Por outro lado, as fascinantes opções de personalização da ave são beeeeeem variadas. Todas compartilham o mesmo corpinho redondo de pombo obeso com uma camada de textura diferente. São canários de várias cores, corujas, araras, papagaios…
Ver a movimentação ágil e o bater de asinhas para ganhar impulso é divertido e aposto que um filtro cel shading consertaria as texturas insossas.
A trilha sonora, por outro lado, se revela o melhor aspecto de SkateBird, pois inclui músicas originais e licenciadas. No menu principal, jogadores ainda têm a chance de configurar suas respectivas playlists e, a cada fita cassete encontrada, novas músicas são liberadas.
Entre influências de estilos musicais, que os criadores chamaram de “bird-hop para andar de skate”, estão o rap, jazz, funk e até ska, para ressoar com a cultura atual.

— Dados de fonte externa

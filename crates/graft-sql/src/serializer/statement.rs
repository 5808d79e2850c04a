use super::criteria::{ColumnRef, Filter};
use super::value::TypedValueRef;
use super::{Comma, Formatter, Ident, Params, ToSql};

use crate::stmt::{Assignment, Delete, Insert, Select, Statement, Update};

use graft_core::schema::db::{ColumnId, TableId};
use graft_core::stmt::Value;

impl ToSql for &Statement {
    fn to_sql<P: Params>(self, f: &mut Formatter<'_, P>) {
        match self {
            Statement::Delete(stmt) => stmt.to_sql(f),
            Statement::Insert(stmt) => stmt.to_sql(f),
            Statement::Select(stmt) => stmt.to_sql(f),
            Statement::Update(stmt) => stmt.to_sql(f),
        }
    }
}

/// A table in the statement's table list: its name, plus `AS <qualifier>`
/// when the qualifier differs from the name.
struct TableRef(TableId);

impl ToSql for TableRef {
    fn to_sql<P: Params>(self, f: &mut Formatter<'_, P>) {
        let table = f.serializer.table(self.0);

        match f.names.qualifier(table.id) {
            Some(qualifier) if qualifier != table.name => {
                fmt!(f, Ident(&table.name), " AS ", Ident(qualifier));
            }
            _ => fmt!(f, Ident(&table.name)),
        }
    }
}

impl ToSql for &Delete {
    fn to_sql<P: Params>(self, f: &mut Formatter<'_, P>) {
        if f.names.is_multi_table() {
            // The scan phase put the target table first.
            let tables: Vec<_> = f.names.tables().map(|(id, _)| TableRef(id)).collect();
            fmt!(f, "DELETE FROM ", Comma(tables), Filter(&self.filter));
        } else {
            let table = f.serializer.table(self.from);
            fmt!(f, "DELETE FROM ", Ident(&table.name), Filter(&self.filter));
        }
    }
}

impl ToSql for &Update {
    fn to_sql<P: Params>(self, f: &mut Formatter<'_, P>) {
        let assignments = Comma(self.assignments.iter());

        if f.names.is_multi_table() {
            let tables: Vec<_> = f.names.tables().map(|(id, _)| TableRef(id)).collect();
            fmt!(f, "UPDATE ", Comma(tables), " SET ", assignments, Filter(&self.filter));
        } else {
            let table = f.serializer.table(self.table);
            fmt!(f, "UPDATE ", Ident(&table.name), " SET ", assignments, Filter(&self.filter));
        }
    }
}

impl ToSql for &Assignment {
    fn to_sql<P: Params>(self, f: &mut Formatter<'_, P>) {
        let ty = f.serializer.column(self.column).ty;
        let value = TypedValueRef {
            value: &self.value,
            ty,
        };
        fmt!(f, ColumnRef(self.column), " = ", value);
    }
}

/// One `(..)` row of an INSERT's VALUES list; each value binds with its
/// column's declared type.
struct InsertRow<'a> {
    columns: &'a [ColumnId],
    values: &'a [Value],
}

impl ToSql for InsertRow<'_> {
    fn to_sql<P: Params>(self, f: &mut Formatter<'_, P>) {
        f.dst.push('(');
        for (i, (column, value)) in self.columns.iter().zip(self.values).enumerate() {
            if i > 0 {
                f.dst.push_str(", ");
            }
            let ty = f.serializer.column(*column).ty;
            fmt!(f, TypedValueRef { value, ty });
        }
        f.dst.push(')');
    }
}

impl ToSql for &Insert {
    fn to_sql<P: Params>(self, f: &mut Formatter<'_, P>) {
        let serializer = f.serializer;
        let table = serializer.table(self.table);
        let columns = Comma(
            self.columns
                .iter()
                .map(|column| Ident(&serializer.column(*column).name)),
        );
        let rows = Comma(self.rows.iter().map(|row| InsertRow {
            columns: &self.columns,
            values: row,
        }));

        fmt!(
            f,
            "INSERT INTO ",
            Ident(&table.name),
            " (",
            columns,
            ") VALUES ",
            rows,
        );
    }
}

impl ToSql for &Select {
    fn to_sql<P: Params>(self, f: &mut Formatter<'_, P>) {
        let serializer = f.serializer;
        let tree = &self.tree;

        f.dst.push_str("SELECT ");

        let mut first = true;
        for node in tree.nodes() {
            for column_id in node.columns() {
                if !first {
                    f.dst.push_str(", ");
                }
                first = false;

                let column = serializer.column(*column_id);
                match node.alias() {
                    Some(alias) => {
                        let label = node.column_label(column);
                        fmt!(f, Ident(alias), ".", Ident(&column.name), " AS ", Ident(label));
                    }
                    None => fmt!(f, Ident(&column.name)),
                }
            }
        }

        let root = tree.root();
        let root_table = serializer.table(root.table());
        f.dst.push_str(" FROM ");
        match root.alias() {
            Some(alias) => fmt!(f, Ident(&root_table.name), " AS ", Ident(alias)),
            None => fmt!(f, Ident(&root_table.name)),
        }

        for node in tree.nodes().skip(1) {
            let table = serializer.table(node.table());
            let alias = node.alias().expect("joined nodes are always aliased");
            let parent = tree.node(node.parent().expect("non-root node has a parent"));
            let parent_alias = parent.alias().expect("joined nodes are always aliased");

            fmt!(f, " LEFT JOIN ", Ident(&table.name), " AS ", Ident(alias), " ON ");

            for (i, predicate) in node.predicates().iter().enumerate() {
                if i > 0 {
                    f.dst.push_str(" AND ");
                }
                let parent_column = serializer.column(predicate.parent_column);
                let child_column = serializer.column(predicate.child_column);
                fmt!(
                    f,
                    Ident(alias),
                    ".",
                    Ident(&child_column.name),
                    " = ",
                    Ident(parent_alias),
                    ".",
                    Ident(&parent_column.name),
                );
            }
        }

        fmt!(f, Filter(&self.filter));
    }
}
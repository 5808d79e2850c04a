use super::{Formatter, Ident, Params, ToSql};

use graft_core::schema::db::ColumnId;
use graft_core::stmt::{BinaryOp, Connective, Criteria, Criterion, Operand};

/// A column reference, rendered bare or qualifier-prefixed per the
/// statement's [`TableNames`](super::TableNames) mode.
pub(super) struct ColumnRef(pub(super) ColumnId);

impl ToSql for ColumnRef {
    fn to_sql<P: Params>(self, f: &mut Formatter<'_, P>) {
        let column = f.serializer.column(self.0);

        match f.names.qualifier(column.id.table) {
            Some(qualifier) => {
                let qualifier = qualifier.to_string();
                fmt!(f, Ident(qualifier), ".", Ident(&column.name));
            }
            None => fmt!(f, Ident(&column.name)),
        }
    }
}

impl ToSql for &Criteria {
    fn to_sql<P: Params>(self, f: &mut Formatter<'_, P>) {
        for (i, (connective, criterion)) in self.iter().enumerate() {
            if i > 0 {
                f.dst.push_str(match connective {
                    Connective::And => " AND ",
                    Connective::Or => " OR ",
                });
            }
            criterion.to_sql(f);
        }
    }
}

impl ToSql for &Criterion {
    fn to_sql<P: Params>(self, f: &mut Formatter<'_, P>) {
        match self {
            Criterion::Compare(compare) => {
                let column = f.serializer.column(compare.column);

                fmt!(f, ColumnRef(compare.column), " ", compare.op, " ");

                match &compare.rhs {
                    Operand::Column(rhs) => fmt!(f, ColumnRef(*rhs)),
                    Operand::Value(value) => {
                        let placeholder = f.params.push(value, column.ty);
                        fmt!(f, placeholder);
                    }
                }
            }
            Criterion::IsNull(is_null) => {
                if is_null.negate {
                    fmt!(f, ColumnRef(is_null.column), " IS NOT NULL");
                } else {
                    fmt!(f, ColumnRef(is_null.column), " IS NULL");
                }
            }
            Criterion::Not(inner) => {
                fmt!(f, "NOT (", &**inner, ")");
            }
        }
    }
}

impl ToSql for BinaryOp {
    fn to_sql<P: Params>(self, f: &mut Formatter<'_, P>) {
        f.dst.push_str(match self {
            BinaryOp::Eq => "=",
            BinaryOp::Ne => "<>",
            BinaryOp::Gt => ">",
            BinaryOp::Ge => ">=",
            BinaryOp::Lt => "<",
            BinaryOp::Le => "<=",
        });
    }
}

/// Renders ` WHERE <criteria>` when any criteria exist.
pub(super) struct Filter<'a>(pub(super) &'a Criteria);

impl ToSql for Filter<'_> {
    fn to_sql<P: Params>(self, f: &mut Formatter<'_, P>) {
        if !self.0.is_empty() {
            fmt!(f, " WHERE ", self.0);
        }
    }
}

Entretanto, as músicas licenciadas ficaram de fora do serviço Amazon Luna, ainda que os colecionáveis secretos ainda estejam espalhados pelas fases.
Por fim, vale ressaltar que a jornada é para um único jogador, sem qualquer modo multijogador local nem online.
Vale a pena jogar SkateBird?
Ultimamente adotei uma frase do poeta Walter Whitman como mantra – “Seja curioso, não crítico” – o que é engraçado porque o princípio fundamental destas análises é a crítica para informar você, como leitor, sobre um produto.
A ideia por trás da frase é sempre perguntar, “Por quê?”, antes de apontar dedos. Entender as diferenças ou falhas, para garantir que não passou nada, antes de atacar ou diminuir.
Tenho a certeza de que a Glass Bottom Games é um estúdio pequenino com punhado de gente envolvida e outros poucos colaboradores. Reforço que também não tenho noção se versões para computador e consoles Xbox têm desempenho igualmente trágico como do Switch.
Já que a precisão do controle e da fluidez impera quando se trata de jogos de esporte, ainda que sejam zoados, fica muito difícil de recomendar o jogo no estado atual – SkateBird foi um dos piores jogos que rodei no meu Switch.
Hora de voltar para OlliOllie: Switch Stance enquanto a continuação OlliOlli World não chega. Ou de começar minha carreira de game dev.
*Review elaborada em Nintendo Switch com código fornecido pela Glass Bottom Games.